Version originale du texte intégral

1 Introduction

More than 10 years past since the discovery of the so-called M41S mesoporous silica materials, the preparation of periodic mesoporous materials with different compositions has been gaining increasing attention. The surfactant-templating method has been extended to the synthesis of non-silica oxide mesoporous materials [1–8]. And enormous application potential of mesoporous transition metal oxides has been found in the fields of electromagnetics, photoelectronics, catalysis and separation [9]. By using firstly cationic surfactants and then non-ionic polyoxyethylene alkyl ethers (POE), a series of highly ordered mesoporous silicas and metal oxides were conceived in our laboratory [10–24]. The non-ionic POE type surfactants are indeed of considerable interest as they are low-cost, biodegradable and less toxic than the commonly used quaternary ammonium derivatives in MCM-41-type materials synthesis. The main advantage of this kind of surfactant molecules relies not only on the H-bonding type interactions between the surfactant and the inorganic sources allowing an easier removal of the templating molecule to create the open mesoporous framework, but also on the flexible and tuneable hydrophilic groups which offer the control of the pore size and geometry by varying the hydrothermal conditions and by using freezing agents of the polyoxyethylene unit such as transition metal ions [17,18].

The development of modern and environmental friendly industrial processes with the highest efficiency and the lowest energy and brut materials consumption requires the more advanced and sophisticated materials having hierarchical pore structures at different length scales in order to achieve highly organized functions. Mesoporous oxide materials with macroporous structures have shown to be of great interest as potential catalysts and sorbents, partly because the textural mesopores and intrinsic interconnected pore systems of macrostructures should be able to efficiently transport guest species to framework binding sites. FCC catalysts are the concrete example of hierarchical structure in use in industry and involve the formation of a composite principally from a main component, an USY zeolite mixed with a macroporous matrix, usually amorphous silica, alumina or silica/alumina with clay. A pre-cracking of the heavy feedstocks prior to the action of the USY zeolite is carried out in macroporous matrix. The microporous openings of zeolites impede however the diffusion of bulky molecules from vacuum gas–oil and residues. The introduction of mesoporosity in USY zeolite by vapor steaming treatment can facilitate thus the secondary catalytic cracking. Finally, the more oriented cracking and the fine rearrangement of cracked molecules take place in the supercages of USY zeolite. However, this micro–meso–macroporous hierarchy was obtained by artificial mixture of different components containing pre-defined porosities.
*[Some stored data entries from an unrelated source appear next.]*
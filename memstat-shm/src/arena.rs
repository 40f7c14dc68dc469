// Copyright 2026-Present Datadog, Inc. https://www.datadoghq.com/
// SPDX-License-Identifier: Apache-2.0

use crate::slot::{ContextEntry, SlotSnapshot, WorkerSlot, OWNER_NONE, SLOT_CAP};
use crate::slot_lock::SlotLock;
use core::mem;
use core::ptr::NonNull;
use core::sync::atomic::Ordering;
use std::io;

const ARENA_MAGIC: u32 = 0x4d53_5441; // "MSTA"
const ARENA_VERSION: u32 = 1;

/// Size of the header sub-region (magic + version + slot count + padding).
const HEADER_SIZE: usize = 64;

#[repr(C)]
struct ArenaHeader {
    magic: u32,
    version: u32,
    nslots: u32,
}

const SLOT_SIZE: usize = mem::size_of::<WorkerSlot>();

// Compile-time checks.
const _: () = assert!(
    mem::size_of::<ArenaHeader>() <= HEADER_SIZE,
    "arena header exceeds its sub-region"
);
const _: () = assert!(
    HEADER_SIZE % mem::align_of::<WorkerSlot>() == 0,
    "slot array is not properly aligned after the header"
);
const _: () = assert!(
    SLOT_SIZE % mem::align_of::<WorkerSlot>() == 0,
    "slot stride breaks slot alignment"
);

/// The fixed array of worker slots living inside a caller-provided shared
/// memory region.
///
/// The arena is sized exactly once, before any worker exists, from the
/// maximum number of workers the process group may ever run concurrently
/// ([`StatsArena::region_size`]). It is never grown, shrunk, or freed before
/// process-group shutdown.
///
/// This type does not own the region. The caller is responsible for keeping
/// the mapping alive (and eventually unmapping it) for as long as the arena
/// and anything derived from it are in use.
#[derive(Clone)]
pub struct StatsArena {
    base: NonNull<u8>,
    nslots: usize,
}

// SAFETY: the underlying memory is a shared mapping. All mutation goes
// through each slot's lock or its atomic owner word; the arena header is
// written once during init, before the value is shared.
unsafe impl Send for StatsArena {}
unsafe impl Sync for StatsArena {}

impl StatsArena {
    /// Bytes required for an arena of `nslots` slots. A pure function of the
    /// configured maximum worker count, for the startup-time allocation.
    pub fn region_size(nslots: usize) -> usize {
        HEADER_SIZE + nslots * SLOT_SIZE
    }

    /// Initialize a new arena in the given region.
    ///
    /// Every slot starts vacant. Runs exactly once per process group, before
    /// any worker samples; workers and observers use [`attach`](Self::attach).
    ///
    /// # Safety
    /// - `region` must point to a valid, zero-initialized, writable memory region of at least
    ///   [`region_size(nslots)`](Self::region_size) bytes (e.g. a fresh `MAP_SHARED` mapping).
    /// - The region must remain valid and mapped for the lifetime of the returned arena and every
    ///   clone or attachment of it.
    /// - No other process may concurrently initialize or attach the same region.
    pub unsafe fn init(region: NonNull<[u8]>, nslots: usize) -> io::Result<Self> {
        if nslots == 0 || nslots > u32::MAX as usize {
            return Err(io::Error::new(
                io::ErrorKind::InvalidInput,
                "slot count out of range",
            ));
        }
        if region.len() < Self::region_size(nslots) {
            return Err(io::Error::new(
                io::ErrorKind::InvalidInput,
                "region too small for StatsArena",
            ));
        }
        let base = NonNull::new(region.as_ptr() as *mut u8)
            .ok_or_else(|| io::Error::new(io::ErrorKind::InvalidInput, "null region pointer"))?;

        let arena = Self { base, nslots };
        for i in 0..nslots {
            arena.slot(i).owner.store(OWNER_NONE, Ordering::Relaxed);
        }
        // Header last: an attacher that races init sees the magic only after
        // the slots are ready.
        let header = ArenaHeader {
            magic: ARENA_MAGIC,
            version: ARENA_VERSION,
            nslots: nslots as u32,
        };
        core::ptr::write(base.as_ptr() as *mut ArenaHeader, header);
        Ok(arena)
    }

    /// Attach to a region some process already initialized, validating the
    /// header against the region size.
    ///
    /// # Safety
    /// - `region` must point to a valid mapping of a region previously set up by
    ///   [`init`](Self::init) and still mapped by its owner.
    /// - The region must remain valid and mapped for the lifetime of the returned arena.
    pub unsafe fn attach(region: NonNull<[u8]>) -> io::Result<Self> {
        if region.len() < HEADER_SIZE {
            return Err(io::Error::new(
                io::ErrorKind::InvalidInput,
                "region too small for StatsArena",
            ));
        }
        let base = NonNull::new(region.as_ptr() as *mut u8)
            .ok_or_else(|| io::Error::new(io::ErrorKind::InvalidInput, "null region pointer"))?;
        let header = &*(base.as_ptr() as *const ArenaHeader);
        if header.magic != ARENA_MAGIC || header.version != ARENA_VERSION {
            return Err(io::Error::new(
                io::ErrorKind::InvalidData,
                "region does not hold a telemetry arena",
            ));
        }
        let nslots = header.nslots as usize;
        if region.len() < Self::region_size(nslots) {
            return Err(io::Error::new(
                io::ErrorKind::InvalidData,
                "region shorter than its arena header claims",
            ));
        }
        Ok(Self { base, nslots })
    }

    pub fn slot_count(&self) -> usize {
        self.nslots
    }

    fn slot(&self, index: usize) -> &WorkerSlot {
        assert!(index < self.nslots, "slot index out of range");
        // SAFETY: the layout is pinned by region_size and the compile-time
        // asserts; init/attach validated that the region covers every slot.
        unsafe { &*(self.base.as_ptr().add(HEADER_SIZE + index * SLOT_SIZE) as *const WorkerSlot) }
    }

    /// The occupant's owner id, or `None` for a vacant slot. Racy by nature;
    /// readers that need a consistent answer check again under the shared
    /// lock via [`copy_slot`](Self::copy_slot).
    pub fn owner(&self, index: usize) -> Option<i32> {
        let owner = self.slot(index).owner.load(Ordering::Acquire);
        (owner != OWNER_NONE).then_some(owner)
    }

    /// Producer entry point: a single non-blocking exclusive acquire of the
    /// slot's lock. `None` means a reader is mid-copy and this sample is
    /// skipped; the caller retries at its next natural trigger.
    ///
    /// On success the slot is marked owned by `owner`, the previous snapshot
    /// is discarded, and the returned guard appends entries until capacity.
    pub fn try_begin_sample(&self, index: usize, owner: i32) -> Option<SampleGuard<'_>> {
        let slot = self.slot(index);
        if !slot.lock.try_lock_exclusive() {
            return None;
        }
        slot.owner.store(owner, Ordering::Release);
        // SAFETY: the exclusive lock is held for the guard's lifetime.
        unsafe {
            (*slot.body.get()).entry_count = 0;
        }
        Some(SampleGuard { slot })
    }

    /// Consumer entry point: acquire the slot's lock shared (blocking, but
    /// only for the duration of a bulk copy), copy the occupant's snapshot
    /// into `snapshot`, and release. Returns `false` for a vacant slot,
    /// leaving `snapshot` untouched.
    pub fn copy_slot(&self, index: usize, snapshot: &mut SlotSnapshot) -> bool {
        let slot = self.slot(index);
        slot.lock.lock_shared();
        let owner = slot.owner.load(Ordering::Acquire);
        if owner == OWNER_NONE {
            slot.lock.unlock_shared();
            return false;
        }
        // SAFETY: the shared lock excludes the writer, and entries beyond
        // entry_count are never exposed.
        unsafe {
            let body = &*slot.body.get();
            let count = (body.entry_count as usize).min(SLOT_CAP);
            snapshot.fill(owner, &body.entries[..count]);
        }
        slot.lock.unlock_shared();
        true
    }

    /// Vacate a slot without touching its lock: a single atomic store of the
    /// owner sentinel.
    ///
    /// This is the terminal write of an exiting worker, which may be in an
    /// arbitrarily torn-down state. A reader racing this sees either a
    /// stale-but-self-consistent snapshot or a vacant slot, never a torn
    /// record.
    pub fn release_slot(&self, index: usize) {
        self.slot(index).owner.store(OWNER_NONE, Ordering::Release);
    }

    /// Direct access to a slot's lock, for hosts that coordinate with the
    /// arena outside the sample/copy protocol.
    pub fn lock(&self, index: usize) -> &SlotLock {
        &self.slot(index).lock
    }
}

/// RAII writer over one slot; holds the exclusive lock until drop.
pub struct SampleGuard<'a> {
    slot: &'a WorkerSlot,
}

impl SampleGuard<'_> {
    /// Append one entry. Returns `false` once the slot is full; the snapshot
    /// is then a truncated prefix of the walk, by design a capacity bound and
    /// not an error.
    pub fn push(&mut self, entry: ContextEntry) -> bool {
        // SAFETY: the exclusive lock is held for the guard's lifetime.
        unsafe {
            let body = &mut *self.slot.body.get();
            let count = body.entry_count as usize;
            if count >= SLOT_CAP {
                return false;
            }
            body.entries[count] = entry;
            body.entry_count = count as u32 + 1;
            true
        }
    }

    pub fn len(&self) -> usize {
        // SAFETY: the exclusive lock is held for the guard's lifetime.
        unsafe { (*self.slot.body.get()).entry_count as usize }
    }

    pub fn is_empty(&self) -> bool {
        self.len() == 0
    }
}

impl Drop for SampleGuard<'_> {
    fn drop(&mut self) {
        self.slot.lock.unlock_exclusive();
    }
}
The combination of surfactant-templating techniques and colloidal crystal templating methods allows the construction of hierarchically bimodal meso–macroporous silicas [25–29]. Polymeric latex spheres were largely used as templating agent for the macroporosity generation [25,26,30]. However, the design of high surface area materials with multi-scaled porous structure has still remained an experimental challenge. The development of new methods for hierarchical porous materials conception should be thus of great importance.
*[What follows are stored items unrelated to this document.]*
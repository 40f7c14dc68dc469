// Copyright 2026-Present Datadog, Inc. https://www.datadoghq.com/
// SPDX-License-Identifier: Apache-2.0

use libc::off_t;
use nix::fcntl::OFlag;
use nix::sys::mman::{mmap, munmap, shm_open, shm_unlink, MapFlags, ProtFlags};
use nix::sys::stat::Mode;
use nix::unistd::ftruncate;
use std::ffi::CString;
use std::fs::File;
use std::io;
use std::num::NonZeroUsize;
use std::os::fd::OwnedFd;
use std::os::unix::fs::MetadataExt;
use std::ptr::NonNull;

/// An anonymous shared-memory segment, sized once at creation.
///
/// The segment is inherited across `fork`, which is how related worker
/// processes end up sharing one arena region. Unrelated observers attach via
/// [`NamedShmHandle`] instead.
#[derive(Debug)]
pub struct ShmHandle {
    handle: OwnedFd,
    size: usize,
}

pub struct MappedMem<T>
where
    T: MemoryHandle,
{
    ptr: NonNull<libc::c_void>,
    mem: T,
}

struct ShmPath {
    name: CString,
}

/// A named shared-memory segment reachable by any process that knows the
/// name. The creating side owns the name and unlinks it on drop.
pub struct NamedShmHandle {
    inner: ShmHandle,
    path: Option<ShmPath>,
}

impl NamedShmHandle {
    pub fn get_path(&self) -> &[u8] {
        if let Some(ref shm_path) = &self.path {
            shm_path.name.as_bytes()
        } else {
            b""
        }
    }
}

fn page_aligned_size(size: usize) -> usize {
    let page_size = page_size::get();
    // round up to nearest page
    ((size - 1) & !(page_size - 1)) + page_size
}

pub trait MemoryHandle {
    fn get_size(&self) -> usize;
}

impl<T> MemoryHandle for T
where
    T: FileBackedHandle,
{
    fn get_size(&self) -> usize {
        self.get_shm().size
    }
}

pub trait FileBackedHandle
where
    Self: Sized,
{
    fn map(self) -> io::Result<MappedMem<Self>>;
    fn get_shm(&self) -> &ShmHandle;
}

fn mmap_handle<T: FileBackedHandle>(handle: T) -> io::Result<MappedMem<T>> {
    let size = NonZeroUsize::new(handle.get_shm().size)
        .ok_or_else(|| io::Error::new(io::ErrorKind::InvalidInput, "zero-sized mapping"))?;
    Ok(MappedMem {
        ptr: unsafe {
            mmap(
                None,
                size,
                ProtFlags::PROT_READ | ProtFlags::PROT_WRITE,
                MapFlags::MAP_SHARED,
                &handle.get_shm().handle,
                0,
            )?
        },
        mem: handle,
    })
}

impl FileBackedHandle for ShmHandle {
    fn map(self) -> io::Result<MappedMem<ShmHandle>> {
        mmap_handle(self)
    }

    fn get_shm(&self) -> &ShmHandle {
        self
    }
}

impl FileBackedHandle for NamedShmHandle {
    fn map(self) -> io::Result<MappedMem<NamedShmHandle>> {
        mmap_handle(self)
    }

    fn get_shm(&self) -> &ShmHandle {
        &self.inner
    }
}

impl ShmHandle {
    #[cfg(target_os = "linux")]
    fn open_anon_shm() -> anyhow::Result<OwnedFd> {
        let memfd = memfd::MemfdOptions::default().create("anon-shm-handle")?;
        Ok(memfd.into_file().into())
    }

    #[cfg(not(target_os = "linux"))]
    fn open_anon_shm() -> anyhow::Result<OwnedFd> {
        let path = format!("/memstat-shm-anon-{}", nix::unistd::getpid());
        let result = shm_open(
            path.as_bytes(),
            OFlag::O_CREAT | OFlag::O_RDWR,
            Mode::empty(),
        );
        _ = shm_unlink(path.as_bytes());
        Ok(result?)
    }

    /// Creates an anonymous segment of at least `size` bytes, rounded up to
    /// whole pages. The file length and the mapped length always agree.
    pub fn new(size: usize) -> anyhow::Result<ShmHandle> {
        if size == 0 {
            anyhow::bail!("cannot allocate a shared mapping of size zero");
        }
        let handle = Self::open_anon_shm()?;
        let size = page_aligned_size(size);
        ftruncate(&handle, size as off_t)?;
        Ok(ShmHandle { handle, size })
    }
}

impl NamedShmHandle {
    pub fn create(path: CString, size: usize) -> io::Result<NamedShmHandle> {
        if size == 0 {
            return Err(io::Error::new(
                io::ErrorKind::InvalidInput,
                "cannot allocate a shared mapping of size zero",
            ));
        }
        let fd = shm_open(
            path.as_bytes(),
            OFlag::O_CREAT | OFlag::O_RDWR,
            Mode::S_IWUSR
                | Mode::S_IRUSR
                | Mode::S_IRGRP
                | Mode::S_IWGRP
                | Mode::S_IROTH
                | Mode::S_IWOTH,
        )?;
        let size = page_aligned_size(size);
        ftruncate(&fd, size as off_t)?;
        Self::new(fd, Some(ShmPath { name: path }), size)
    }

    /// Attaches to an existing named segment; the size is discovered from the
    /// segment itself. The opening side never unlinks the name.
    pub fn open(path: &CString) -> io::Result<NamedShmHandle> {
        let fd = shm_open(path.as_bytes(), OFlag::O_RDWR, Mode::empty())?;
        let file: File = fd.into();
        let size = file.metadata()?.size() as usize;
        Self::new(file.into(), None, size)
    }

    fn new(fd: OwnedFd, path: Option<ShmPath>, size: usize) -> io::Result<NamedShmHandle> {
        Ok(NamedShmHandle {
            inner: ShmHandle { handle: fd, size },
            path,
        })
    }
}

impl<T: MemoryHandle> MappedMem<T> {
    pub fn as_slice(&self) -> &[u8] {
        unsafe { std::slice::from_raw_parts(self.ptr.as_ptr() as *const u8, self.mem.get_size()) }
    }

    pub fn as_slice_mut(&mut self) -> &mut [u8] {
        unsafe { std::slice::from_raw_parts_mut(self.ptr.as_ptr() as *mut u8, self.mem.get_size()) }
    }

    /// The mapped region as a pointer-with-length, suitable for handing to a
    /// structure that lives inside the region.
    pub fn as_region(&mut self) -> NonNull<[u8]> {
        NonNull::slice_from_raw_parts(self.ptr.cast::<u8>(), self.mem.get_size())
    }

    pub fn get_size(&self) -> usize {
        self.mem.get_size()
    }
}

impl<T: MemoryHandle> AsRef<[u8]> for MappedMem<T> {
    fn as_ref(&self) -> &[u8] {
        self.as_slice()
    }
}

impl MappedMem<NamedShmHandle> {
    pub fn get_path(&self) -> &[u8] {
        self.mem.get_path()
    }
}

impl<T> Drop for MappedMem<T>
where
    T: MemoryHandle,
{
    fn drop(&mut self) {
        unsafe {
            _ = munmap(self.ptr, self.mem.get_size());
        }
    }
}

impl Drop for ShmPath {
    fn drop(&mut self) {
        _ = shm_unlink(self.name.as_bytes());
    }
}

// SAFETY: the mapping stays valid until drop, and all mutation of the region
// happens through the in-region locks and atomics of the structures stored in
// it, not through &self methods of MappedMem.
unsafe impl<T> Sync for MappedMem<T> where T: FileBackedHandle {}
unsafe impl<T> Send for MappedMem<T> where T: FileBackedHandle {}

#[cfg(test)]
mod tests {
    use crate::mem_handle::{FileBackedHandle, NamedShmHandle, ShmHandle};
    use std::ffi::CString;
    use std::io::Write;

    #[test]
    #[cfg_attr(miri, ignore)]
    fn test_anon_shm() {
        let shm = ShmHandle::new(5).unwrap();
        let mut mapped = shm.map().unwrap();
        _ = mapped.as_slice_mut().write(&[1, 2, 3, 4, 5]).unwrap();
        // Rounded up to a whole page; the tail is zero-filled.
        assert!(mapped.as_slice().len() >= 5);
        let mut exp = vec![0u8; mapped.as_slice().len()];
        _ = (&mut exp[..5]).write(&[1, 2, 3, 4, 5]).unwrap();
        assert_eq!(mapped.as_slice(), exp.as_slice());
    }

    #[test]
    #[cfg_attr(miri, ignore)]
    fn test_named_shm() {
        let path = CString::new(format!("/memstat-test-{}", std::process::id())).unwrap();
        let shm = NamedShmHandle::create(path.clone(), 5).unwrap();
        let mut mapped = shm.map().unwrap();
        _ = mapped.as_slice_mut().write(&[1, 2, 3, 4, 5]).unwrap();

        let other = NamedShmHandle::open(&path).unwrap().map().unwrap();
        assert_eq!(other.as_slice().len(), mapped.as_slice().len());
        let mut exp = vec![0u8; other.as_slice().len()];
        _ = (&mut exp[..5]).write(&[1, 2, 3, 4, 5]).unwrap();
        assert_eq!(other.as_slice(), exp.as_slice());
    }
}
The present paper describes the evolution from highly ordered mesoporous CMI-n materials to our very recent success in hierarchically structured meso–macroporous single and binary oxides and aluminosilicates, aluminophosphates and silicoaluminophosphates. We just want to shed some light on the conception of sophisticated materials.

2 Hexagonally ordered mesoporous CMI-n materials

2.1 Evolution of the structural, textural and morphological features of CMI-1 materials upon the variation of surfactant weight percentage (SWP)

We start this review by the preparation of highly ordered mesoporous CMI-1 molecular sieves by using non-ionic POE type surfactants. This type of surfactant has been largely used for the synthesis of a series of mesoporous silicas and metal oxides [5,31–40]. The particularity of this part of work relies on its soft synthesis conditions (mild acidic conditions, pH 2) [10,11,15–21].

When the SWPs used are superior to 30, i.e. within the domain of the hexagonal liquid crystalline phase in pure aqueous solution [41–43], the materials obtained exhibit a disordered channel array as shown from low angle XRD and transmission electron microscopic (TEM) observations (Figs. 1 and 2). Nevertheless, the presence of a single reflection line on the XRD pattern proves the homogeneity in the channel sizes as it is representative of the average pore-to-pore separation.

Fig. 1

Low-angle XRD patterns, nitrogen adsorption–desorption isotherms with corresponding PSDs and SEM pictures representing a sample prepared (A) at a concentration inferior to 30 wt.%, (B) at 30 wt.% and (C) for the higher concentrations (>30 wt.%) of template.

Fig. 2

TEM pictures of (A) a disordered wormhole-like structure (> 30 wt.%), (B) a regular hexagonal framework and (C) a ‘fingerprint’-like arrangement of channels (< 30 wt.%).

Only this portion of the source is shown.